**The data**

···

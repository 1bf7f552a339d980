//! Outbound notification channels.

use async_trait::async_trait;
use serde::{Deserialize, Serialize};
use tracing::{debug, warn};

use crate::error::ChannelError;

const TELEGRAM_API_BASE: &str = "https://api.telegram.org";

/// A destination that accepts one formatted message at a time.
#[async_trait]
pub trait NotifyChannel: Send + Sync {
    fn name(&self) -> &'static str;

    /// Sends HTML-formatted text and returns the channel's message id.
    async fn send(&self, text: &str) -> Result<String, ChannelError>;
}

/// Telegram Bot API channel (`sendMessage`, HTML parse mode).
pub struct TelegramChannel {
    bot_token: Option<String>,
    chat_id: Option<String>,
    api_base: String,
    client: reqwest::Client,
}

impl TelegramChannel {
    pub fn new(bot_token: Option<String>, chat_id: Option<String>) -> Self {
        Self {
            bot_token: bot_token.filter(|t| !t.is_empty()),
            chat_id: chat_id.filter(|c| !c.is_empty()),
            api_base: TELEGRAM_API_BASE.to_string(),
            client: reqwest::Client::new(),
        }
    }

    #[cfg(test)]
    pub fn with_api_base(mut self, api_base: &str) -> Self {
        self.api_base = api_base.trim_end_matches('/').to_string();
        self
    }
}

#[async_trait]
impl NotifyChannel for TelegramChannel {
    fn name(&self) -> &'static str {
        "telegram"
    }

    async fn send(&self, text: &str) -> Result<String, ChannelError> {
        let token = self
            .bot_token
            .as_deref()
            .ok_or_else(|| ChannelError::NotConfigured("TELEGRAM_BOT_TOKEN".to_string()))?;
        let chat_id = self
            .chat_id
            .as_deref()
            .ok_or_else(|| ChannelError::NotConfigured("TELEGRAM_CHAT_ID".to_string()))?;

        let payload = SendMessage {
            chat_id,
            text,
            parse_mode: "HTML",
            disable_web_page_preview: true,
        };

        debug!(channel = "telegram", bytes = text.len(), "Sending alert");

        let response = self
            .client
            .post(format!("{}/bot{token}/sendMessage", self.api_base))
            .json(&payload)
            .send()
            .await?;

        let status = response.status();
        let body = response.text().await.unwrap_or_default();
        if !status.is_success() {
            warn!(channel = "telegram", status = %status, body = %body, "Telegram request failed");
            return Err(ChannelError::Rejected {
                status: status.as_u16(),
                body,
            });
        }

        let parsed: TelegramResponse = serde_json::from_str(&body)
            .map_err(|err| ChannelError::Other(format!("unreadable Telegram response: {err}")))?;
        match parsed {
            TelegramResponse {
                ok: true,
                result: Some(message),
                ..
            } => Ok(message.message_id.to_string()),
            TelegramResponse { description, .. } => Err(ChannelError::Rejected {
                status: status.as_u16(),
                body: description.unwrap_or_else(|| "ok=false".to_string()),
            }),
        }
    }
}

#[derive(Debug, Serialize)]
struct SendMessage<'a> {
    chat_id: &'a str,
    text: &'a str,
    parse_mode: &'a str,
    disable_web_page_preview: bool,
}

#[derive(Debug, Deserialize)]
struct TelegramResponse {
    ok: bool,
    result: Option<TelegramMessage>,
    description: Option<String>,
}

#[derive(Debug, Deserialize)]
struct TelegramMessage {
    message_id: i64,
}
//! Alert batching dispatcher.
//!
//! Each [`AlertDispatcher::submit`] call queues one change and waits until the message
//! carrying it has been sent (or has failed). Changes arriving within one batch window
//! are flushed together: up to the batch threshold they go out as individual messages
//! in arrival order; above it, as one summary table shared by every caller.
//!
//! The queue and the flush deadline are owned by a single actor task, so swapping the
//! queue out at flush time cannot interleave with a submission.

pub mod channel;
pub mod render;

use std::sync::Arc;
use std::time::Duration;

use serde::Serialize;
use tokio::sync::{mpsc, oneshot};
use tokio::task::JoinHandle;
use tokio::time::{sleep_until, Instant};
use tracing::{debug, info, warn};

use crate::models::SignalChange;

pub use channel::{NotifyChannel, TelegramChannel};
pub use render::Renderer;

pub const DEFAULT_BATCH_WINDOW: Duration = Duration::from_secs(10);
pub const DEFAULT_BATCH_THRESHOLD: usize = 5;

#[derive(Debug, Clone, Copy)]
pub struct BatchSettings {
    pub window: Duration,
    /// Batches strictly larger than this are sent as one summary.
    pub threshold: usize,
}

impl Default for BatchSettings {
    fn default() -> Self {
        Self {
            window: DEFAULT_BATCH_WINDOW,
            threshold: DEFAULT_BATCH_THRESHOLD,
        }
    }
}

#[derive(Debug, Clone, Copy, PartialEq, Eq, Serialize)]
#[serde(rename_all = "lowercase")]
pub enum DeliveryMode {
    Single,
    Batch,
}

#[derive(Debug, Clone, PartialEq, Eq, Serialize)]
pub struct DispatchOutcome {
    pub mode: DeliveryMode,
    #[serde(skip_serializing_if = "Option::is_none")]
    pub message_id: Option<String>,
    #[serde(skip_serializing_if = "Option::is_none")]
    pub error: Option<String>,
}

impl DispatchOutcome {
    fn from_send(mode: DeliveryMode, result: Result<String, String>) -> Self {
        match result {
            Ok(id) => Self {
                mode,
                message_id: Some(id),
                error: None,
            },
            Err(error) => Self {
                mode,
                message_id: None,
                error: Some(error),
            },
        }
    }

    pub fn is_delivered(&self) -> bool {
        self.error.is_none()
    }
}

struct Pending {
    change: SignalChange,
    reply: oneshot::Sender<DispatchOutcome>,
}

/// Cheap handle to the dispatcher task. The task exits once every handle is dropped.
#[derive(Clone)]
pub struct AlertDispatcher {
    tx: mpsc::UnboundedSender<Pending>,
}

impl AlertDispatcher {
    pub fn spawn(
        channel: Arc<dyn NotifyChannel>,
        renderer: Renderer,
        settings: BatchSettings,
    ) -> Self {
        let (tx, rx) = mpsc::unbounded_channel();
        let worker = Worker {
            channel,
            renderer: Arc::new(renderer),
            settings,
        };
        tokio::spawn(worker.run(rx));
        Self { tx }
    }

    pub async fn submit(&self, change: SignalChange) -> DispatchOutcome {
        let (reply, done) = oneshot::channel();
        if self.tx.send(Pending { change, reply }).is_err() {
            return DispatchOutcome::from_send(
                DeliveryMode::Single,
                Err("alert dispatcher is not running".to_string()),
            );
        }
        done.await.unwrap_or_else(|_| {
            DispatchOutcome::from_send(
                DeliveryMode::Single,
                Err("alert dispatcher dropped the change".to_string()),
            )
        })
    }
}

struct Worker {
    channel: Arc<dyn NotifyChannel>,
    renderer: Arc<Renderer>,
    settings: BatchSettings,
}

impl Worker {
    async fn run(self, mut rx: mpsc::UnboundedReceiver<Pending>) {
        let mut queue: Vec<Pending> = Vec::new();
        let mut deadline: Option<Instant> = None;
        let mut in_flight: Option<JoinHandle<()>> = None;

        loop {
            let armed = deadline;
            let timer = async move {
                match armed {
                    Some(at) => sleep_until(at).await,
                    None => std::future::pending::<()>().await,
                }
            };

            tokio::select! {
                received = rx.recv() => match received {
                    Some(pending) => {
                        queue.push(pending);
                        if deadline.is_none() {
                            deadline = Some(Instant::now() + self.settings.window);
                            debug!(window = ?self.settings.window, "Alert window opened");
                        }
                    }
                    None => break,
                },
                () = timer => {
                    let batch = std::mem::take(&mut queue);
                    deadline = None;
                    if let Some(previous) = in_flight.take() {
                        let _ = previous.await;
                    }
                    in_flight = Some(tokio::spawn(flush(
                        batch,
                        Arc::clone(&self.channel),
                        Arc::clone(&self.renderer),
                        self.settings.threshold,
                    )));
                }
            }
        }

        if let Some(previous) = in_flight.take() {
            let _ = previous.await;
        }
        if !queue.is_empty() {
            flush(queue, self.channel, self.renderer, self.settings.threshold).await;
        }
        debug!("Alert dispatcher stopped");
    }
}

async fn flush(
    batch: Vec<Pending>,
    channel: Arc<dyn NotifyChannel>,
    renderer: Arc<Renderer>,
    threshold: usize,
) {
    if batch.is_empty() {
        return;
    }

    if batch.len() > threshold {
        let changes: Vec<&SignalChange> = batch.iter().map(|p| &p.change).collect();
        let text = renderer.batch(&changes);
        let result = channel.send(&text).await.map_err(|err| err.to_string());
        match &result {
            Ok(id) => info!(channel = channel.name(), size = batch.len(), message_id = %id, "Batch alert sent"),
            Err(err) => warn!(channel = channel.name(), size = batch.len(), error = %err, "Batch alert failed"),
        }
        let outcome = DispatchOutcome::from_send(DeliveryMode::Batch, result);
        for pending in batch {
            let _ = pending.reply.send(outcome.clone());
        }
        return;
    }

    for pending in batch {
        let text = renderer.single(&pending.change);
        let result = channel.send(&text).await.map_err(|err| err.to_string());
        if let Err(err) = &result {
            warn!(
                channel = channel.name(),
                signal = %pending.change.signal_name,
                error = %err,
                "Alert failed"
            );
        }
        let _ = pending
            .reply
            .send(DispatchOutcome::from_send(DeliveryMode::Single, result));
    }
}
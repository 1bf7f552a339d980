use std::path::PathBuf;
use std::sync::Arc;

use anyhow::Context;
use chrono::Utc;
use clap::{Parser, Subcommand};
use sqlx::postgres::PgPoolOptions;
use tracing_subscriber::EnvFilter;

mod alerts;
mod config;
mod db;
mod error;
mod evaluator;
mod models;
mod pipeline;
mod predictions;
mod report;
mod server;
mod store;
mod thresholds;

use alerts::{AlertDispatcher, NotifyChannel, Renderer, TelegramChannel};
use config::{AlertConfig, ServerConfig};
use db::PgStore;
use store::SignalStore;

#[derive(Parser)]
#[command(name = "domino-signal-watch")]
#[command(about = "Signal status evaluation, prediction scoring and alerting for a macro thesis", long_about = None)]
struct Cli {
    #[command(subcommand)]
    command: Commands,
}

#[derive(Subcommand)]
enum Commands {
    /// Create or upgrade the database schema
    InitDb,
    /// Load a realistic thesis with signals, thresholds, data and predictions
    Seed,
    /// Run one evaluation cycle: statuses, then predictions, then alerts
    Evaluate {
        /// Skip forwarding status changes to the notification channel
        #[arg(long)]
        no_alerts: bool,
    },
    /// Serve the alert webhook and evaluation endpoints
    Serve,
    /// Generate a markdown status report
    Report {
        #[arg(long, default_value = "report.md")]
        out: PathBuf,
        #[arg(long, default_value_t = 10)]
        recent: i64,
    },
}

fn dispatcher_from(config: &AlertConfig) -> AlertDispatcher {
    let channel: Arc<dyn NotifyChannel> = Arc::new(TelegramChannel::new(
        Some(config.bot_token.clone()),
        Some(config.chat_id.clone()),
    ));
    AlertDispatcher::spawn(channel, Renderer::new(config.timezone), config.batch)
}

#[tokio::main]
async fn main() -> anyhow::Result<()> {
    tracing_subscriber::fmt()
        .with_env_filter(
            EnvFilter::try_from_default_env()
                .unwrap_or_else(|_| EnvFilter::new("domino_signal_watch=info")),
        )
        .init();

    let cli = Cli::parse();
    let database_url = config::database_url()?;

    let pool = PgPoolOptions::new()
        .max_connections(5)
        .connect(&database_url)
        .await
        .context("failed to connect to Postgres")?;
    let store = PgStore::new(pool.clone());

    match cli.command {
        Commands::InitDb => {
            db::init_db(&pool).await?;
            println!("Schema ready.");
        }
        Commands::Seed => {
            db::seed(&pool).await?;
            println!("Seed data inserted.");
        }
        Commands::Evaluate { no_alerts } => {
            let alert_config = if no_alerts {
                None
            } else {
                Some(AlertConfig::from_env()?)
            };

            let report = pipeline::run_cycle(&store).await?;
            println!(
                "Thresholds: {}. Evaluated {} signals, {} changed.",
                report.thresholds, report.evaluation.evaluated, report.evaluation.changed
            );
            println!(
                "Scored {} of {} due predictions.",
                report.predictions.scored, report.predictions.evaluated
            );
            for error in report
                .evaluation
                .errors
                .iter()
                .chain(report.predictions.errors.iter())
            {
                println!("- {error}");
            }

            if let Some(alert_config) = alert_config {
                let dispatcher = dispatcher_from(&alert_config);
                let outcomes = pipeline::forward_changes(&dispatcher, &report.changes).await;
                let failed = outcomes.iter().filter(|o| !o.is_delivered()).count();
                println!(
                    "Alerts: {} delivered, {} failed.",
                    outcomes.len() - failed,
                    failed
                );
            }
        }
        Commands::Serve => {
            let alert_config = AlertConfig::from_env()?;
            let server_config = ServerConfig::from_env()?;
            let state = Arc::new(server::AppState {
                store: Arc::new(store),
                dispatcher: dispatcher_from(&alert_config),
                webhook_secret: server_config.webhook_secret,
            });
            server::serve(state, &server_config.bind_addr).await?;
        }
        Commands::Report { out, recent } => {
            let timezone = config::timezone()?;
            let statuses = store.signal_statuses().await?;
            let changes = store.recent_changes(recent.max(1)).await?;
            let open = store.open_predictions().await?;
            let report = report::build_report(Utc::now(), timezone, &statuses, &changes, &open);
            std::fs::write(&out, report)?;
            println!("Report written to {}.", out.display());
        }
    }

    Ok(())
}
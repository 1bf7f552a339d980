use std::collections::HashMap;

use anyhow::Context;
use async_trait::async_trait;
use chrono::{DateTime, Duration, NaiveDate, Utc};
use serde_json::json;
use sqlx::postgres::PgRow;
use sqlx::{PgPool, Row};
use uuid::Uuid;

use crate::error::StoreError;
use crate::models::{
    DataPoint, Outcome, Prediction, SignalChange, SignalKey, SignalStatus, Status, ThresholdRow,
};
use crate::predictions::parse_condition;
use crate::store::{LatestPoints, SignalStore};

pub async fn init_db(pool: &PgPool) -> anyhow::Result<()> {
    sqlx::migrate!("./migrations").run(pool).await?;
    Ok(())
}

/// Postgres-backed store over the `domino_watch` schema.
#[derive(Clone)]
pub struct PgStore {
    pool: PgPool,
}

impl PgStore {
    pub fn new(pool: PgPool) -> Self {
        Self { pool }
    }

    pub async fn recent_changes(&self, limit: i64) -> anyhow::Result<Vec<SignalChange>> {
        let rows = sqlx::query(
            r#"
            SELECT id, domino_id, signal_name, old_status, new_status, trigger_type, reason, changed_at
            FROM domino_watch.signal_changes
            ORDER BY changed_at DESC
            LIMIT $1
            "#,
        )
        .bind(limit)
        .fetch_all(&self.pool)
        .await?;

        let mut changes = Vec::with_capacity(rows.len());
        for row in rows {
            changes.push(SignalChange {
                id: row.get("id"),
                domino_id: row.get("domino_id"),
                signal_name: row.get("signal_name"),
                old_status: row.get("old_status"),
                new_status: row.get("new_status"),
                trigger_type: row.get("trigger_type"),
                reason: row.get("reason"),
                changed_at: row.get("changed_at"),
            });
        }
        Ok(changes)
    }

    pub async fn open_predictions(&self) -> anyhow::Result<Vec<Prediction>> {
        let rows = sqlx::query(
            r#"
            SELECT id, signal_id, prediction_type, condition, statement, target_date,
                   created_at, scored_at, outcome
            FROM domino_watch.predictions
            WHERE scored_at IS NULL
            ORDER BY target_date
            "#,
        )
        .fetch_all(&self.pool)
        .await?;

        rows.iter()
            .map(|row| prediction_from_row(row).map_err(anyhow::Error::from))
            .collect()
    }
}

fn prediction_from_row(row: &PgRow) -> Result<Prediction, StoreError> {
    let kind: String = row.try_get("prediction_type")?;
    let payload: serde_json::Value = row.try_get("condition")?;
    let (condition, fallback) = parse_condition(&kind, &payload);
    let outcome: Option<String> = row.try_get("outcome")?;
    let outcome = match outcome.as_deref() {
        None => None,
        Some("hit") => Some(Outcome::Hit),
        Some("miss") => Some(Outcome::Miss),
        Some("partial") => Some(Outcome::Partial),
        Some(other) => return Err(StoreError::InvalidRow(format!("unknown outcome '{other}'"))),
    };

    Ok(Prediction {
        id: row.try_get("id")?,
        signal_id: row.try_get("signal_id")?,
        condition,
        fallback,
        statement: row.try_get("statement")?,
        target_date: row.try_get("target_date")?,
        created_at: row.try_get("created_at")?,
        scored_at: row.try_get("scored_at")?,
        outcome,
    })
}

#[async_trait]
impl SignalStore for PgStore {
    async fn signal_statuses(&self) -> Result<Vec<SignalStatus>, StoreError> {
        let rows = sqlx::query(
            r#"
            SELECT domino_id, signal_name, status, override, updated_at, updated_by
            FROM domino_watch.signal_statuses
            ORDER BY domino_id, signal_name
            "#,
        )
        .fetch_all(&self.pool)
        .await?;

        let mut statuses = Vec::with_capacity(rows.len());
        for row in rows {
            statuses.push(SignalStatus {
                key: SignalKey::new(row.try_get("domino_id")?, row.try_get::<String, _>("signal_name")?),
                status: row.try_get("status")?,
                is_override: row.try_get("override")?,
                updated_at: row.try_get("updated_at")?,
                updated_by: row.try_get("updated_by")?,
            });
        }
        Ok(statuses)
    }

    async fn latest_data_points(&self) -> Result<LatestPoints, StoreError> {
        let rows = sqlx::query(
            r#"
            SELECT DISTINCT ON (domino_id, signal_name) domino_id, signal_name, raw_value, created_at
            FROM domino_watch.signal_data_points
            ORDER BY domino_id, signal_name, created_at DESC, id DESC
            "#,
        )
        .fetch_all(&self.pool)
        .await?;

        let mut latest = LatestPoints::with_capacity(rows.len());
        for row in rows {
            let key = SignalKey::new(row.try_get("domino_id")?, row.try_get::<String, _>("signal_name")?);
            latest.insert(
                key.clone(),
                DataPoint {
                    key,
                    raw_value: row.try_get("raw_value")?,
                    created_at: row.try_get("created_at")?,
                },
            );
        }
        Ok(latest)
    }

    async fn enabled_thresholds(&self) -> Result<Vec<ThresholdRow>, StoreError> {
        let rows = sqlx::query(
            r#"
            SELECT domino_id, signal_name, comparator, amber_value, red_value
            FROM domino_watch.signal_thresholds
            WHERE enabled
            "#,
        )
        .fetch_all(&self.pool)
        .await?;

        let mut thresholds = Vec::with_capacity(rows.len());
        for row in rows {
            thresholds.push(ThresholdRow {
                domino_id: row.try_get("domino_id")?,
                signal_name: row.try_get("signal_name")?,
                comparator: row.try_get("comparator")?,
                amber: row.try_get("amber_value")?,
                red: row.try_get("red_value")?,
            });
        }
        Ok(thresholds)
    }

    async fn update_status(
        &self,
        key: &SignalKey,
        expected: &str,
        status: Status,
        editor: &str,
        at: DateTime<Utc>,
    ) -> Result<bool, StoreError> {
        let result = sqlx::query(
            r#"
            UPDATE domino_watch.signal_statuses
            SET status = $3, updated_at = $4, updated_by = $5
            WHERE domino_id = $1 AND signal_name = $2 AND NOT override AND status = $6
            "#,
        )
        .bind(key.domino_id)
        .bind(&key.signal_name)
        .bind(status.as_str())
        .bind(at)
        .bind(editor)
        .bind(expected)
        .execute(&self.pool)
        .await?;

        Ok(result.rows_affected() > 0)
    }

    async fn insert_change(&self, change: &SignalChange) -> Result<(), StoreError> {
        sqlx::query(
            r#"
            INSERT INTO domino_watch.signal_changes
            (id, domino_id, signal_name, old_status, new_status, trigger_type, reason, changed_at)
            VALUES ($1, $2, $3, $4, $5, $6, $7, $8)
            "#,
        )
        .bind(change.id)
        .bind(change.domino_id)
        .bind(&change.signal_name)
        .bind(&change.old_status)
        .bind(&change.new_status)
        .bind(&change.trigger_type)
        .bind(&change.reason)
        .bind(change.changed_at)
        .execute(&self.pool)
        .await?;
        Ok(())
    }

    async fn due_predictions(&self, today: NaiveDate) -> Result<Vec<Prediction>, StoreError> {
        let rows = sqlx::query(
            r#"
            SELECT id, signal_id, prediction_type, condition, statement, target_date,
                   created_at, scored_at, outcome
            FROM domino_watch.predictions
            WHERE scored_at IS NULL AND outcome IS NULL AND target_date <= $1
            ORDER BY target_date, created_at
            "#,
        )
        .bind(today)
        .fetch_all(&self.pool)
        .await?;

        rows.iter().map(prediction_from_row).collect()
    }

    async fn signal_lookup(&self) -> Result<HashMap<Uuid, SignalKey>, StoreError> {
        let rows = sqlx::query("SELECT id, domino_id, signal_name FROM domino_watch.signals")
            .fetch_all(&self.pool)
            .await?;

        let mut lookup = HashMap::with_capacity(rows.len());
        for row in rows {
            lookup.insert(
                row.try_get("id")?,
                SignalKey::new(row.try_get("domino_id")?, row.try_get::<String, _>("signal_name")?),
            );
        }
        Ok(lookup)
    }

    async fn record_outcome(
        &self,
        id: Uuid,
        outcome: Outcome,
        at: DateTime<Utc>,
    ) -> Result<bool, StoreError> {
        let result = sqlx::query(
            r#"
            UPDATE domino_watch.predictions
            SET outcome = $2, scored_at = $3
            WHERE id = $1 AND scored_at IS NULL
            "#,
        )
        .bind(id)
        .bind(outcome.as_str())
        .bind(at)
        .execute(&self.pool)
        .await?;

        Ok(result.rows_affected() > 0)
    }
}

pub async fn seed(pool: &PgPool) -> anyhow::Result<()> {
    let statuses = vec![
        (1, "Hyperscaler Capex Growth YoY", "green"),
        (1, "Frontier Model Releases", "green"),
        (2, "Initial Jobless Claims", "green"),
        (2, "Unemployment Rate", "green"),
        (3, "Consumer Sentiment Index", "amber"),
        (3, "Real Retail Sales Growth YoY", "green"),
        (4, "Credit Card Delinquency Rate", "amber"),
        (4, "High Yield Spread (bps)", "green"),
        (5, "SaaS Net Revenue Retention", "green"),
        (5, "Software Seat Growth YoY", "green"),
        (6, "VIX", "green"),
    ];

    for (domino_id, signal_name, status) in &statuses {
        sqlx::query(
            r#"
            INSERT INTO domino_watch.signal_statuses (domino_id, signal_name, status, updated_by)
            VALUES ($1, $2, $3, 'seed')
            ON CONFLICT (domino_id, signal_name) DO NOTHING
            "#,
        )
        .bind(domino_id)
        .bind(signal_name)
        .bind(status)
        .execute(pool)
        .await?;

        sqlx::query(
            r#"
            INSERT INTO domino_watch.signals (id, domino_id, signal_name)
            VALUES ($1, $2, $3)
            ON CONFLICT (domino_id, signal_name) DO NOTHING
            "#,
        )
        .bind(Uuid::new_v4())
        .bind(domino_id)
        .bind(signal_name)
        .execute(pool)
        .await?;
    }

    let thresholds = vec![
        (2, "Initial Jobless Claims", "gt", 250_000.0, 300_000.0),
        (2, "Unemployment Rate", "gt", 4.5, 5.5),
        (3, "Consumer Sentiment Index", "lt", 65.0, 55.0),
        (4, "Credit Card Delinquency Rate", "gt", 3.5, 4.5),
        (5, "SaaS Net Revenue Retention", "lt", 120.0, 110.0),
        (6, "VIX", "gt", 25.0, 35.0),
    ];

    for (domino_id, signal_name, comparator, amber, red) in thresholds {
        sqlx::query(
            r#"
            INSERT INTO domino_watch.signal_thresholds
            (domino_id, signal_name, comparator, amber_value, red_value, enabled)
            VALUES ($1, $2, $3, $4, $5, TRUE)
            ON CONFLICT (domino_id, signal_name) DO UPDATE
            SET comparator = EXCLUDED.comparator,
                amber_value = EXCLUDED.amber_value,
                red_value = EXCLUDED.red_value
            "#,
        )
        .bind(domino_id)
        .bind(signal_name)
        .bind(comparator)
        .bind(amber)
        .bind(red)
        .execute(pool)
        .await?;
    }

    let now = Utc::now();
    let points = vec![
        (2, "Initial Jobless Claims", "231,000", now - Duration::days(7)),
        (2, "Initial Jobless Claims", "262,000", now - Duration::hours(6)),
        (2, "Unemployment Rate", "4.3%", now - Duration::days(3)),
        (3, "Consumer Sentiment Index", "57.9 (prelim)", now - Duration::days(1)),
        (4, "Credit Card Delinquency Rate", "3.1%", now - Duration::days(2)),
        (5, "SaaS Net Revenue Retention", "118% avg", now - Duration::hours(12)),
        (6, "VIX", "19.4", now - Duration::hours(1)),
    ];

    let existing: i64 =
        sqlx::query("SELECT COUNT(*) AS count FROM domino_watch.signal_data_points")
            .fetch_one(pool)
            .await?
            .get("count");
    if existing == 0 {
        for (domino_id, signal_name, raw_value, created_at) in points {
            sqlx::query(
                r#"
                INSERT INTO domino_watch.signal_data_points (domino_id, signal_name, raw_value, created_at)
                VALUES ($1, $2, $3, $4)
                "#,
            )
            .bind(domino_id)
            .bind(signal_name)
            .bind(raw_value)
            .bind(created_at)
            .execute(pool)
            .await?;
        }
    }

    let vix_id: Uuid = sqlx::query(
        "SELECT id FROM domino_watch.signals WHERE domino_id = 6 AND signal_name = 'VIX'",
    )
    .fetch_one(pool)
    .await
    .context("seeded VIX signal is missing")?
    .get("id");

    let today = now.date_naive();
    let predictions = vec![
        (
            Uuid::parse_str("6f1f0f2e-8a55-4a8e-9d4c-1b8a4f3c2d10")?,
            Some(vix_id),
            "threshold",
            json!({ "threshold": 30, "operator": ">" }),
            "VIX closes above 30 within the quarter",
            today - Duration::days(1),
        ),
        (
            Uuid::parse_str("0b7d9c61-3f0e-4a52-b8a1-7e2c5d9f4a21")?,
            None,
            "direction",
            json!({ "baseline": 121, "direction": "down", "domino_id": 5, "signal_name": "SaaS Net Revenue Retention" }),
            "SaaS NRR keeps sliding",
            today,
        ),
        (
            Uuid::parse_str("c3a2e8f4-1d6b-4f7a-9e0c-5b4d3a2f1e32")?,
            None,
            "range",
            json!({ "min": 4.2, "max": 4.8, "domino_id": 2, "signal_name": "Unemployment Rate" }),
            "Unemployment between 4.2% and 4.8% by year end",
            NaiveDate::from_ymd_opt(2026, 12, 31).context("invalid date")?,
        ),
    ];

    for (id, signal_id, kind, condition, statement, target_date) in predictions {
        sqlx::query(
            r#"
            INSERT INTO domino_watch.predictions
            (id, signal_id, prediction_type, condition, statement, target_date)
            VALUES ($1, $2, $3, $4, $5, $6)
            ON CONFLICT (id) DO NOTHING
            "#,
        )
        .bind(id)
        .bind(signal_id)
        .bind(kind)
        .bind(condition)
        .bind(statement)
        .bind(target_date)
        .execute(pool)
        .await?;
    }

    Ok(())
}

···

**What you are asked to do**
Your reply should be only the number of lines in the preceding data that include the word "notification".

**Solution**
2